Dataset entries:
---------------

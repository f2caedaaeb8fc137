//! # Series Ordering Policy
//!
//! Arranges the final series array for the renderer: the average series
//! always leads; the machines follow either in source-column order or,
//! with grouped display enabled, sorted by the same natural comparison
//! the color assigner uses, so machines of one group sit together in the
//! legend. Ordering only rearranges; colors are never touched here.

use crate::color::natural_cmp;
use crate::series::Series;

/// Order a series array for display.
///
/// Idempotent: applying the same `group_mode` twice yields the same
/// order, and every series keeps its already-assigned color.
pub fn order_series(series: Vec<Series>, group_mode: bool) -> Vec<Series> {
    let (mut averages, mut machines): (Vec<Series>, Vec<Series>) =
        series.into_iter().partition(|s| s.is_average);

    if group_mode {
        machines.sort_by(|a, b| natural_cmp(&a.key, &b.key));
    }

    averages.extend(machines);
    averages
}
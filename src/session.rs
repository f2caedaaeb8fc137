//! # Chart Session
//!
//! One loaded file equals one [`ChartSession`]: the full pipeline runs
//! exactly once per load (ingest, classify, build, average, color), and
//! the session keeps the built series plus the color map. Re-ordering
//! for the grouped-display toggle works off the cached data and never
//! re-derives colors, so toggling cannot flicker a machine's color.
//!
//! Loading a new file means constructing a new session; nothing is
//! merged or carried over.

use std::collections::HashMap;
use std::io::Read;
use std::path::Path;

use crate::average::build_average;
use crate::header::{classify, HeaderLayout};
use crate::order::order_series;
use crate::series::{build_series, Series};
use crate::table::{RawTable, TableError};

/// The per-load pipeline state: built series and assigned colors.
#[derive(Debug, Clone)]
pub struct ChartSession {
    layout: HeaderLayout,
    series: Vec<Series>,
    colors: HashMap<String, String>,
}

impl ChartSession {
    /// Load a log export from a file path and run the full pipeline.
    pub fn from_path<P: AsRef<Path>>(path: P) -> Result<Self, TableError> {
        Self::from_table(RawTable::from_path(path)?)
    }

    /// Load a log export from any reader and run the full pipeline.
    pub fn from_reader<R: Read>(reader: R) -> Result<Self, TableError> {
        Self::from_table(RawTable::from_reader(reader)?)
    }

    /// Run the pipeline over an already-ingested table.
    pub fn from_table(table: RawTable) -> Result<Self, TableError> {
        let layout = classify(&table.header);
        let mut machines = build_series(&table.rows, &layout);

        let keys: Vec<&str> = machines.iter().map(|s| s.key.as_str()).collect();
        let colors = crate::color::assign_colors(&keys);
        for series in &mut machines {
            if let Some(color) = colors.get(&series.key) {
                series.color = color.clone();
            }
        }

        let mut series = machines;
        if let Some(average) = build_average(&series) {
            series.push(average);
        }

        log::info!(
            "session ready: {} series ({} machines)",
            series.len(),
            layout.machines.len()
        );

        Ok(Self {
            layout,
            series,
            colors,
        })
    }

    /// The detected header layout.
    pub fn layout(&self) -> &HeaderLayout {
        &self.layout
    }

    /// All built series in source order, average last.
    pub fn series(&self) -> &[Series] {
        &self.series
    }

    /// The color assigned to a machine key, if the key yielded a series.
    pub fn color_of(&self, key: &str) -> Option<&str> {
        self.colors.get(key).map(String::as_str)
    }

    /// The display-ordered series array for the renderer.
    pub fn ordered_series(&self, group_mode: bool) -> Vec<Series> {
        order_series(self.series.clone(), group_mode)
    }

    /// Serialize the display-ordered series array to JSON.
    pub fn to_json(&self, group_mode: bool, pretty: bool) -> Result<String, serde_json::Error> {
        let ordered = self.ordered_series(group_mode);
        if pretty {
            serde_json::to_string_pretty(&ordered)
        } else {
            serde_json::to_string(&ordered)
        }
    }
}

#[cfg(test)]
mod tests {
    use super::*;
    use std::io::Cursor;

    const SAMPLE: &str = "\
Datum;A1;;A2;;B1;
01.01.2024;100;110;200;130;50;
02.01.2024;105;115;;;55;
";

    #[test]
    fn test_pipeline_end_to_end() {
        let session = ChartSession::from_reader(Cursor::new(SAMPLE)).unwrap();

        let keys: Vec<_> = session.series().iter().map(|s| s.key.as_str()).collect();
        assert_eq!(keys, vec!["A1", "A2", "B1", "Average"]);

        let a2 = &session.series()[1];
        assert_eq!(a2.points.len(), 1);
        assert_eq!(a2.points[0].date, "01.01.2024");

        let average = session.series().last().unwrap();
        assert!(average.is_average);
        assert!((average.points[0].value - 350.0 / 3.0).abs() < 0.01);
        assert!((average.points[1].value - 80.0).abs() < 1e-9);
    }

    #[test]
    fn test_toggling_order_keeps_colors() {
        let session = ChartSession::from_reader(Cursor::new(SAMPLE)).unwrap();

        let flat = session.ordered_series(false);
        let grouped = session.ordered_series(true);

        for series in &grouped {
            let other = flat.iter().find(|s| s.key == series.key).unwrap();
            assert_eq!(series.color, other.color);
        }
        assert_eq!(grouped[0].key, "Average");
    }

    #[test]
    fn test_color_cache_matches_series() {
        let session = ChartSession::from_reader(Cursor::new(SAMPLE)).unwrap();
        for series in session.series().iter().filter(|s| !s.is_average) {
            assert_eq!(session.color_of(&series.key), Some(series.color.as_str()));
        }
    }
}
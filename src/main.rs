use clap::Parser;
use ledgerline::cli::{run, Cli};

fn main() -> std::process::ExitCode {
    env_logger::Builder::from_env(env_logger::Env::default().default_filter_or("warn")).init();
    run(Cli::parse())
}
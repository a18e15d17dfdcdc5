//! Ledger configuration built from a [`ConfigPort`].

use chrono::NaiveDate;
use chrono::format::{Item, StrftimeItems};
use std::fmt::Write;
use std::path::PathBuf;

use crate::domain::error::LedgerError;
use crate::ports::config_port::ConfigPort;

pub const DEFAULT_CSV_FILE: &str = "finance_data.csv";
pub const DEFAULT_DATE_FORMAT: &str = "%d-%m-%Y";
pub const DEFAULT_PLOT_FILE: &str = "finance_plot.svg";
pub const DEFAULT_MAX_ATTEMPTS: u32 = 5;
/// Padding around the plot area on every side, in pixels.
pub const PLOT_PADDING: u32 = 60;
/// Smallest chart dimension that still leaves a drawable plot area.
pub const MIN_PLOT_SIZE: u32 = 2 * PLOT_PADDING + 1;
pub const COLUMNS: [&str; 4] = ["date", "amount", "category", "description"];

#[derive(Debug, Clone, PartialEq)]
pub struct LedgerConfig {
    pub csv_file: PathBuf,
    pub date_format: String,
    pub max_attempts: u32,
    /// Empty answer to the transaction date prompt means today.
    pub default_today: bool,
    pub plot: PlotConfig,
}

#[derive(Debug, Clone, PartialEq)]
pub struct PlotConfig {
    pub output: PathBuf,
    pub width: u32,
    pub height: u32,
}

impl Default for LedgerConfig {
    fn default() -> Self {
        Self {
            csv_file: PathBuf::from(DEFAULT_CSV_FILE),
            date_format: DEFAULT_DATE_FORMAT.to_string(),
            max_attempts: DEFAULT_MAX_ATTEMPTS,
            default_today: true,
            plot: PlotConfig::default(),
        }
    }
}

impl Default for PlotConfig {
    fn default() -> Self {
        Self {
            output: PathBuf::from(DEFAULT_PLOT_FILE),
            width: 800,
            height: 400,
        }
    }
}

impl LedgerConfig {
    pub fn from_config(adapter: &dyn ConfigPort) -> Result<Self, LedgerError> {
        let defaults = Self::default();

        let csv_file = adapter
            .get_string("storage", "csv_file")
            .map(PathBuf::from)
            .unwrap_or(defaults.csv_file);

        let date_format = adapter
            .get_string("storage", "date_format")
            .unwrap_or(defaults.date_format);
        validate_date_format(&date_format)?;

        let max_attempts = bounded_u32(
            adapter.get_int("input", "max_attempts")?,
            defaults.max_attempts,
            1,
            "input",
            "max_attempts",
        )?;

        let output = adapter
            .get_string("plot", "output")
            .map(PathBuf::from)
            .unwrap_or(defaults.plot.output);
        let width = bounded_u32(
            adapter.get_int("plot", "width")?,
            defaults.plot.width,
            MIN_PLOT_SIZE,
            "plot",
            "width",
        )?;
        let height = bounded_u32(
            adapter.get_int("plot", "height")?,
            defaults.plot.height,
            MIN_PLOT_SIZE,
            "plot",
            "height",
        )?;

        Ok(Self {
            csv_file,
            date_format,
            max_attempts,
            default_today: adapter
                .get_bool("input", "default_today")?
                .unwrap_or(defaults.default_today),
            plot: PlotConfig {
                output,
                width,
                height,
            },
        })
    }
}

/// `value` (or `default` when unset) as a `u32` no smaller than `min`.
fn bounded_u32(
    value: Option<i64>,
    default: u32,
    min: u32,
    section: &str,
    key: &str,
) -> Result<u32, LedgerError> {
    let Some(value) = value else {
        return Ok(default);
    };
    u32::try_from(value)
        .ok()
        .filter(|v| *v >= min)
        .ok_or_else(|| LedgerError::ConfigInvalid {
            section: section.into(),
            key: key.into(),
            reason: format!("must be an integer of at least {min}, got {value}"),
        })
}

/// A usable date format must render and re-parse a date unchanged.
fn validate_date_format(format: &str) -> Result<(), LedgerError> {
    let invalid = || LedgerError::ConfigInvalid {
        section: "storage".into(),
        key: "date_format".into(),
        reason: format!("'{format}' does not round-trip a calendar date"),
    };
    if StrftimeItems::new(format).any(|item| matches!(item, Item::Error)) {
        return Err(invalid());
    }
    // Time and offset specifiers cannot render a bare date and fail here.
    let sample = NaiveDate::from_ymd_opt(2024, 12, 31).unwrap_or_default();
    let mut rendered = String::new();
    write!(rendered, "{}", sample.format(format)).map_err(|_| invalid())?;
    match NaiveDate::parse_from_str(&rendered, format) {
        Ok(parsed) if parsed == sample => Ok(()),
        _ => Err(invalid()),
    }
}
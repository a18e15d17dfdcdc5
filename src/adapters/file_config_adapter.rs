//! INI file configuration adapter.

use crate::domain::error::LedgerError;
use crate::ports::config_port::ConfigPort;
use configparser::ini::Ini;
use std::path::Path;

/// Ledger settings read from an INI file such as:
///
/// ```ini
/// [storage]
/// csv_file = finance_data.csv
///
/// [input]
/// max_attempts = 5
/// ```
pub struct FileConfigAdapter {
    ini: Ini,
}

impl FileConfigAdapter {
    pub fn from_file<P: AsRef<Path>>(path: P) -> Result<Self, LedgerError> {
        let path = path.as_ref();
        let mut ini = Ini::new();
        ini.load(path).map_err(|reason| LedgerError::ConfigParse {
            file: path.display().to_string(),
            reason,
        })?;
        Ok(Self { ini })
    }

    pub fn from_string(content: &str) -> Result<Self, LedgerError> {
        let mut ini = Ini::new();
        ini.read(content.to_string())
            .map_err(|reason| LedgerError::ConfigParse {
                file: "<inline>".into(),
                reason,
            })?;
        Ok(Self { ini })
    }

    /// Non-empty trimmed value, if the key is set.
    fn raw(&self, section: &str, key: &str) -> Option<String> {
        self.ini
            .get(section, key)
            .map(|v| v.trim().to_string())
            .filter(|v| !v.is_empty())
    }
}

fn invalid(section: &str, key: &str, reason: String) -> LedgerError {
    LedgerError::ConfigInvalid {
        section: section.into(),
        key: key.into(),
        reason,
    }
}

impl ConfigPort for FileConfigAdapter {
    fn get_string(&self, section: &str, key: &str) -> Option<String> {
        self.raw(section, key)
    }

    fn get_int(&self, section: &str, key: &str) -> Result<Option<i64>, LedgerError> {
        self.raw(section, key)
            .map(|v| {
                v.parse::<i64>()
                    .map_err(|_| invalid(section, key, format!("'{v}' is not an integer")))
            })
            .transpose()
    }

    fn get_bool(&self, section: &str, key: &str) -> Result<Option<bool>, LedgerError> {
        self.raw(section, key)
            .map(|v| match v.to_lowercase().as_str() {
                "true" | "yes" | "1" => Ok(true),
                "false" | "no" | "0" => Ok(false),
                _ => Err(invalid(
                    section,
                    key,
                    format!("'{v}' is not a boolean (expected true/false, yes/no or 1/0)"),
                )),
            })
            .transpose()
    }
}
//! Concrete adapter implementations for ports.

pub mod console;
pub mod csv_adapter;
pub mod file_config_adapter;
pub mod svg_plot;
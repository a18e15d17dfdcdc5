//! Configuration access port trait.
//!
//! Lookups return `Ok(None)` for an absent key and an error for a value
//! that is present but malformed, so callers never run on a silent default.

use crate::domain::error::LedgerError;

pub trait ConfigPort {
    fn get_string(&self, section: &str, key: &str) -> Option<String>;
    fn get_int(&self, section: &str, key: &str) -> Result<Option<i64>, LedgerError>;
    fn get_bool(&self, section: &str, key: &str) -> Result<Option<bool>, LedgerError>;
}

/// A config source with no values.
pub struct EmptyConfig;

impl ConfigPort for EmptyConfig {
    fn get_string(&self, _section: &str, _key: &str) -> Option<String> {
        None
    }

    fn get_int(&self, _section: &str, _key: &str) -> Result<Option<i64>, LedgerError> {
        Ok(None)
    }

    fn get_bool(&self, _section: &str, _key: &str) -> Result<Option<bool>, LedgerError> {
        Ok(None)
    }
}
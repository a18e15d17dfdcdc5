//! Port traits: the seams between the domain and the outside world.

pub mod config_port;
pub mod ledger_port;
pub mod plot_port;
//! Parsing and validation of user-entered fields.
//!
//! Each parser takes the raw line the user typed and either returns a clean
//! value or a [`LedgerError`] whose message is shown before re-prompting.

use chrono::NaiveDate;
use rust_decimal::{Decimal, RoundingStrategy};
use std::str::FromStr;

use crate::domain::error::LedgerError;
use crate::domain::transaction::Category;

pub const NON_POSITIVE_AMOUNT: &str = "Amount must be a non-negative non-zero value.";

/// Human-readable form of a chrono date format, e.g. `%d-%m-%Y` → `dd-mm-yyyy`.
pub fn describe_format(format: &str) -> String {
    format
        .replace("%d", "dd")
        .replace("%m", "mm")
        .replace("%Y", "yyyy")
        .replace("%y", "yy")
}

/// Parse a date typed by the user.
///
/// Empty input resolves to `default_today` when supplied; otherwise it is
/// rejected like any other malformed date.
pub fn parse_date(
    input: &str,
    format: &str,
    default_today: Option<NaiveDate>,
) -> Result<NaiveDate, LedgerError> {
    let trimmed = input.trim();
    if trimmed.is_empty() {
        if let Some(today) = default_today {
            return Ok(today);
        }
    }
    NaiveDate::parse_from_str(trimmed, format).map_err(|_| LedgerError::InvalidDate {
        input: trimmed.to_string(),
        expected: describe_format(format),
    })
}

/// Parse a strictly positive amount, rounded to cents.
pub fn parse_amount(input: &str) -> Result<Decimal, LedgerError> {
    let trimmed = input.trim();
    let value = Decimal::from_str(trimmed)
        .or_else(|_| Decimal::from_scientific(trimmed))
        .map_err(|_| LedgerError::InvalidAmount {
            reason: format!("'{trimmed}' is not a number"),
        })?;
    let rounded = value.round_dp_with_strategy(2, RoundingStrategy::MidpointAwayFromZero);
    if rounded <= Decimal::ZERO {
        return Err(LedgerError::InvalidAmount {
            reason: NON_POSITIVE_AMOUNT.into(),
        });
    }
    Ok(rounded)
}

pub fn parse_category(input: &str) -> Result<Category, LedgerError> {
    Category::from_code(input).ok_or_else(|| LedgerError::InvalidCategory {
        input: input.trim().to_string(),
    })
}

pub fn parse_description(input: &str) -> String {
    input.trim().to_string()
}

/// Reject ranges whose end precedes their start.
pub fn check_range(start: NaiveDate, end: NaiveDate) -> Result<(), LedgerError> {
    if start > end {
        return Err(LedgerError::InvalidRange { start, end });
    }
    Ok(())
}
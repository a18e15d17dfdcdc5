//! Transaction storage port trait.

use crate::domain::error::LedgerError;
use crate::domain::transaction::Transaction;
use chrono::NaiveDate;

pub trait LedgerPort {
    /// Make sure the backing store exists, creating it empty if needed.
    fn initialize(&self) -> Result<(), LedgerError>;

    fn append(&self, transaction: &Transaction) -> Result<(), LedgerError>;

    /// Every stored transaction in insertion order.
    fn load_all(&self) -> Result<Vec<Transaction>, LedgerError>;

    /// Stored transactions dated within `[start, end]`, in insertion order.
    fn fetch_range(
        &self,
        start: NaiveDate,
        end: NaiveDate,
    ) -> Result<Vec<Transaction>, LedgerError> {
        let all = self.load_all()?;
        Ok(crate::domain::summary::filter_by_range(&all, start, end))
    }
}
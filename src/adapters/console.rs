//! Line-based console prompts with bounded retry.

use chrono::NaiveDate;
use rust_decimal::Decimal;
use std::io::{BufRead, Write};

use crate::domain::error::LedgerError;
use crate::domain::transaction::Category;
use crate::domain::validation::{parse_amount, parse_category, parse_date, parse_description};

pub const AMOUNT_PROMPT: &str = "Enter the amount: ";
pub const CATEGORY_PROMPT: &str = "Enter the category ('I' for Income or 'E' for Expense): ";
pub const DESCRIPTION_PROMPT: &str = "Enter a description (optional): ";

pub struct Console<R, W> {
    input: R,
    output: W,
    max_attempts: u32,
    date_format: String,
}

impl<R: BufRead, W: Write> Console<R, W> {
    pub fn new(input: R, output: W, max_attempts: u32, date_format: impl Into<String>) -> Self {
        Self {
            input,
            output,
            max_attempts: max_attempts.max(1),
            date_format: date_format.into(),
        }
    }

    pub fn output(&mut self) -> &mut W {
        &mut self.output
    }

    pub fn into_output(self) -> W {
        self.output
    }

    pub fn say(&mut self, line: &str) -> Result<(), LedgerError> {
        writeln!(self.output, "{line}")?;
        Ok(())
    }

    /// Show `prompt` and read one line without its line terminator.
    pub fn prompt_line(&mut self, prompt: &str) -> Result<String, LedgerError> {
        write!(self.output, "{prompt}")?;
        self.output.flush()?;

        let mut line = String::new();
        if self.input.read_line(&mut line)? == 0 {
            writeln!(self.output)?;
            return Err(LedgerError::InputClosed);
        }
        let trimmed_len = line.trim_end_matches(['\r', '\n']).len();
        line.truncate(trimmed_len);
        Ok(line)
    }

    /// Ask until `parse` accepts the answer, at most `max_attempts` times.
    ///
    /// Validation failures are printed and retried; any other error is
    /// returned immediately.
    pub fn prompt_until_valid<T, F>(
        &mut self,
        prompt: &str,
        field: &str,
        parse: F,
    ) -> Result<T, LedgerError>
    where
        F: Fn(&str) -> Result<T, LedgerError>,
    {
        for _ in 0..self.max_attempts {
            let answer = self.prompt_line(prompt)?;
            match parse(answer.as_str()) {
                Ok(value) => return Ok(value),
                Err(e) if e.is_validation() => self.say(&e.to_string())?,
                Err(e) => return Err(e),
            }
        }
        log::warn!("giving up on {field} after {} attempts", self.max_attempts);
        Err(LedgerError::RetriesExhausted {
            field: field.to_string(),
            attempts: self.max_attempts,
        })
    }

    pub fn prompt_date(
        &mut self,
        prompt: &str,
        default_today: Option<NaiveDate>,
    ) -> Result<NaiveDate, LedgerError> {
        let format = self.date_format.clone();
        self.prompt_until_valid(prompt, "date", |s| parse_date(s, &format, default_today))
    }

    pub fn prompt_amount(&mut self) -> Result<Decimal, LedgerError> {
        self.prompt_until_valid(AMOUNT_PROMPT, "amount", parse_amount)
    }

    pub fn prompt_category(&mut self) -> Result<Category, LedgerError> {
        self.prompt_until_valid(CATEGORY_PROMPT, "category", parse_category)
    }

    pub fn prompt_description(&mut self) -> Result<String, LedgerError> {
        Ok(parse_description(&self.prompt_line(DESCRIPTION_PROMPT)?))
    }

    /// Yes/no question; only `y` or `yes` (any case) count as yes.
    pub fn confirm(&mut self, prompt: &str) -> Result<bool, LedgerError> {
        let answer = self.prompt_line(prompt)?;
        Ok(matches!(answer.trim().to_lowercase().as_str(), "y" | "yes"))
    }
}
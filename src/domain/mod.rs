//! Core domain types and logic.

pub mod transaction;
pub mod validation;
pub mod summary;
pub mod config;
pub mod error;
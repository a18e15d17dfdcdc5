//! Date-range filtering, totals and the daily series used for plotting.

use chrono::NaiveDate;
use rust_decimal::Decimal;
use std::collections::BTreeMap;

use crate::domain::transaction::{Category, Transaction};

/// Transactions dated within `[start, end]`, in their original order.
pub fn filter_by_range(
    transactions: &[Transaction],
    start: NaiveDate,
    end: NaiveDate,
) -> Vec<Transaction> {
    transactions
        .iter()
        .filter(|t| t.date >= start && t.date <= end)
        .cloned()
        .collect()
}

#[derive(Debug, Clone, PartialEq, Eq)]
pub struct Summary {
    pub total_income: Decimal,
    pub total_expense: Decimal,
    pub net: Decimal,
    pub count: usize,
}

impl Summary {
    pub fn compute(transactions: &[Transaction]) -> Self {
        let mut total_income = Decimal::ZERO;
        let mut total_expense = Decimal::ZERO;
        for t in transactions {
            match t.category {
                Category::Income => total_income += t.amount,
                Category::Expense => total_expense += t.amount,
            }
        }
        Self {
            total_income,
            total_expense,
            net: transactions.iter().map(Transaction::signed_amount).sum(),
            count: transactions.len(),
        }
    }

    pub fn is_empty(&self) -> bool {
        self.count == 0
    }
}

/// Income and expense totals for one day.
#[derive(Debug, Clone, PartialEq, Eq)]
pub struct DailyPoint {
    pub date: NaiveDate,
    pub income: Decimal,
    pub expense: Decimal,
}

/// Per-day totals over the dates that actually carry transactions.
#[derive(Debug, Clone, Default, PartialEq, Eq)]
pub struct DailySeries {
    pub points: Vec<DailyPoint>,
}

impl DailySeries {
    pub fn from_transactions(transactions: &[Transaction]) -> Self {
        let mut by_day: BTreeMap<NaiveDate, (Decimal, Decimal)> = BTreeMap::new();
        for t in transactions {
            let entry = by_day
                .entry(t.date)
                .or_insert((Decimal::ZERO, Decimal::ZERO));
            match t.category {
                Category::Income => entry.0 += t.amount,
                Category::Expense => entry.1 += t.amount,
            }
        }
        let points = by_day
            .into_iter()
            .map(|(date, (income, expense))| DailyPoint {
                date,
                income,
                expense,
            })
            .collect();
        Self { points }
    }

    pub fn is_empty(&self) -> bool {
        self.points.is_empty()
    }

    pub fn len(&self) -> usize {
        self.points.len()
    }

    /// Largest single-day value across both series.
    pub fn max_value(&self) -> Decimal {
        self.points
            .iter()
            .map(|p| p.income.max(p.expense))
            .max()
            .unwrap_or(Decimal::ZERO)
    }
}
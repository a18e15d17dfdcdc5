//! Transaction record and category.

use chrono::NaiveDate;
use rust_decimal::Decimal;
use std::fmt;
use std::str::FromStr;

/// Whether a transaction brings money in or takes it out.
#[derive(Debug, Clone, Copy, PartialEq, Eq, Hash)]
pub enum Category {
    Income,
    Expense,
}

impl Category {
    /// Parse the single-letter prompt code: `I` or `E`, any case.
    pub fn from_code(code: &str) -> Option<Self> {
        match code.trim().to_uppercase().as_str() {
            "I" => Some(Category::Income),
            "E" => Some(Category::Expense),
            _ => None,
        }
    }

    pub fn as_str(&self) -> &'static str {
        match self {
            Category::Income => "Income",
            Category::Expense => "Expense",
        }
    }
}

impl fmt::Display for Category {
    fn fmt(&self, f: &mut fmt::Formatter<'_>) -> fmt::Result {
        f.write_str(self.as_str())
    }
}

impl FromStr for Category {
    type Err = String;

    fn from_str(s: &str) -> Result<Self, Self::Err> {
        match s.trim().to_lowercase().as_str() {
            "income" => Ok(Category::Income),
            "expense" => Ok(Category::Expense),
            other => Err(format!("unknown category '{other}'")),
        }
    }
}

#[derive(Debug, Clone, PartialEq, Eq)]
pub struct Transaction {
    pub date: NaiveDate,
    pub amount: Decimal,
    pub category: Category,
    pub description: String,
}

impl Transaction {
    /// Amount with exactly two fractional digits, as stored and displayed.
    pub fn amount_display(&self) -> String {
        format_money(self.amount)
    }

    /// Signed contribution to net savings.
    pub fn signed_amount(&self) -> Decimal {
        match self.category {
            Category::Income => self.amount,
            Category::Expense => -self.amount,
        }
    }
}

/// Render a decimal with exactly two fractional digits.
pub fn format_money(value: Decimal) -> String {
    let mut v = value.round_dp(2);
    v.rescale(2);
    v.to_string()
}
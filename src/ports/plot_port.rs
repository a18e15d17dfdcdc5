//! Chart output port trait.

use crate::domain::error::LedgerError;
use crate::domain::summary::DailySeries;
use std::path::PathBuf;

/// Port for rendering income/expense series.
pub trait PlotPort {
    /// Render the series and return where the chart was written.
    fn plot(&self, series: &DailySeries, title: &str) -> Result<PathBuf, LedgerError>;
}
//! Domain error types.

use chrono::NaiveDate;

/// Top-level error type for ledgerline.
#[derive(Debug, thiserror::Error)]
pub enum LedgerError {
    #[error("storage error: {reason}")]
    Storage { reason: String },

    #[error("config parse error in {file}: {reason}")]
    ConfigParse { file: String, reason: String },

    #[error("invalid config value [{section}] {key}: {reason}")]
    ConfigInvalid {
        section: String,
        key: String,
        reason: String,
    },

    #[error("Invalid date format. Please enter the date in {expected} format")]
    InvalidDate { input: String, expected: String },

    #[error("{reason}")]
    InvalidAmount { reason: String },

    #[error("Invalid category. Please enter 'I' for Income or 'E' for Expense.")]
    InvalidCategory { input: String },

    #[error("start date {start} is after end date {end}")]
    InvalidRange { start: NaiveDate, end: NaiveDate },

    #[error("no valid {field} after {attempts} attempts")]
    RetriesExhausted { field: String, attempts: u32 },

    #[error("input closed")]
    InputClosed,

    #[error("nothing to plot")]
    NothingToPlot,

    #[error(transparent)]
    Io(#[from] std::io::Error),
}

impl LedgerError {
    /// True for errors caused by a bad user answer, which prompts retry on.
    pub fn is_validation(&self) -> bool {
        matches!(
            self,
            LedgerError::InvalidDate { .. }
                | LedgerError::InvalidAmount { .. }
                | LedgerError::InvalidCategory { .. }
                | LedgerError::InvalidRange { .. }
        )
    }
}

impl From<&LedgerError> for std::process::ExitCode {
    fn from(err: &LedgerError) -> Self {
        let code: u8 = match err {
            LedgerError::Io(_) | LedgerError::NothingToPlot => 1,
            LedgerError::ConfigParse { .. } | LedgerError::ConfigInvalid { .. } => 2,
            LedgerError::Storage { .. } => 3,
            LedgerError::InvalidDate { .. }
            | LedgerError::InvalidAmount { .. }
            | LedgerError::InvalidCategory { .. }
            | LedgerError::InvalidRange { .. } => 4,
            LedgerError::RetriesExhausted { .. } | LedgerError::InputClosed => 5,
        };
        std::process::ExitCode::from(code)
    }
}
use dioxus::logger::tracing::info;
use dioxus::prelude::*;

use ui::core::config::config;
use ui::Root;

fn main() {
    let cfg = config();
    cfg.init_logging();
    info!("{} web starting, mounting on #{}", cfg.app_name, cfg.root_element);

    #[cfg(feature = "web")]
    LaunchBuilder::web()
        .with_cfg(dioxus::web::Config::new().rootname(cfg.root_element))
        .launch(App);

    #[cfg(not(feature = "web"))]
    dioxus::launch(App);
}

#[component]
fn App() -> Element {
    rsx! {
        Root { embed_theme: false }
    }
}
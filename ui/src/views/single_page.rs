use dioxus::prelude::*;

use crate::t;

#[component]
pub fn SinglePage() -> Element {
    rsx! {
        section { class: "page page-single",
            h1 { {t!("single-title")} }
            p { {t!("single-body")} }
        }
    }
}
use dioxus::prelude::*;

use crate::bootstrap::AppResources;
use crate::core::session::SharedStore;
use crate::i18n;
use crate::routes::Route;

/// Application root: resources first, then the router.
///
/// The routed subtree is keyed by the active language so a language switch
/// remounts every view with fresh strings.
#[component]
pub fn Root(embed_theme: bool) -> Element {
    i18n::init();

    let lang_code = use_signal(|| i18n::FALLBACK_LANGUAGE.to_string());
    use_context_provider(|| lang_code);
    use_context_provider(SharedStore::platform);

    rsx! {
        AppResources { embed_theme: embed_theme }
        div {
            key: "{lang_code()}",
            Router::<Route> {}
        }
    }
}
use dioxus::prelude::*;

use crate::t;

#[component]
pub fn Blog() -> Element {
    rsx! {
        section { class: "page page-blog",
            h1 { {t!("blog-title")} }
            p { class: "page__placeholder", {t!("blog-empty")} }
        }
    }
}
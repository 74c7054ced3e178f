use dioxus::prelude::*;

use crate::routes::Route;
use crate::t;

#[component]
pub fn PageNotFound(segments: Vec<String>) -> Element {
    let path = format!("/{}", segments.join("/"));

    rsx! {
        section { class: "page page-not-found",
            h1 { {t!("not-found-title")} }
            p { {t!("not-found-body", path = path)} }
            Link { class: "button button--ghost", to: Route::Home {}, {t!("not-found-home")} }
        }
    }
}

---------------

Print, exactly as written, the first line of the records above and each line after it until the line with "use crate::average::build_average;", which is printed too.

repository f2caedaaeb8fc137
//! # Series Ordering Policy
//!
//! Arranges the final series array for the renderer: the average series
//! always leads; the machines follow either in source-column order or,
//! with grouped display enabled, sorted by the same natural comparison
//! the color assigner uses, so machines of one group sit together in the
//! legend. Ordering only rearranges; colors are never touched here.

use crate::color::natural_cmp;
use crate::series::Series;

/// Order a series array for display.
///
/// Idempotent: applying the same `group_mode` twice yields the same
/// order, and every series keeps its already-assigned color.
pub fn order_series(series: Vec<Series>, group_mode: bool) -> Vec<Series> {
    let (mut averages, mut machines): (Vec<Series>, Vec<Series>) =
        series.into_iter().partition(|s| s.is_average);

    if group_mode {
        machines.sort_by(|a, b| natural_cmp(&a.key, &b.key));
    }

    averages.extend(machines);
    averages
}
filename src/session.rs
repository f2caedaaeb8fc137
//! # Chart Session
//!
//! One loaded file equals one [`ChartSession`]: the full pipeline runs
//! exactly once per load (ingest, classify, build, average, color), and
//! the session keeps the built series plus the color map. Re-ordering
//! for the grouped-display toggle works off the cached data and never
//! re-derives colors, so toggling cannot flicker a machine's color.
//!
//! Loading a new file means constructing a new session; nothing is
//! merged or carried over.

use std::collections::HashMap;
use std::io::Read;
use std::path::Path;

use crate::average::build_average;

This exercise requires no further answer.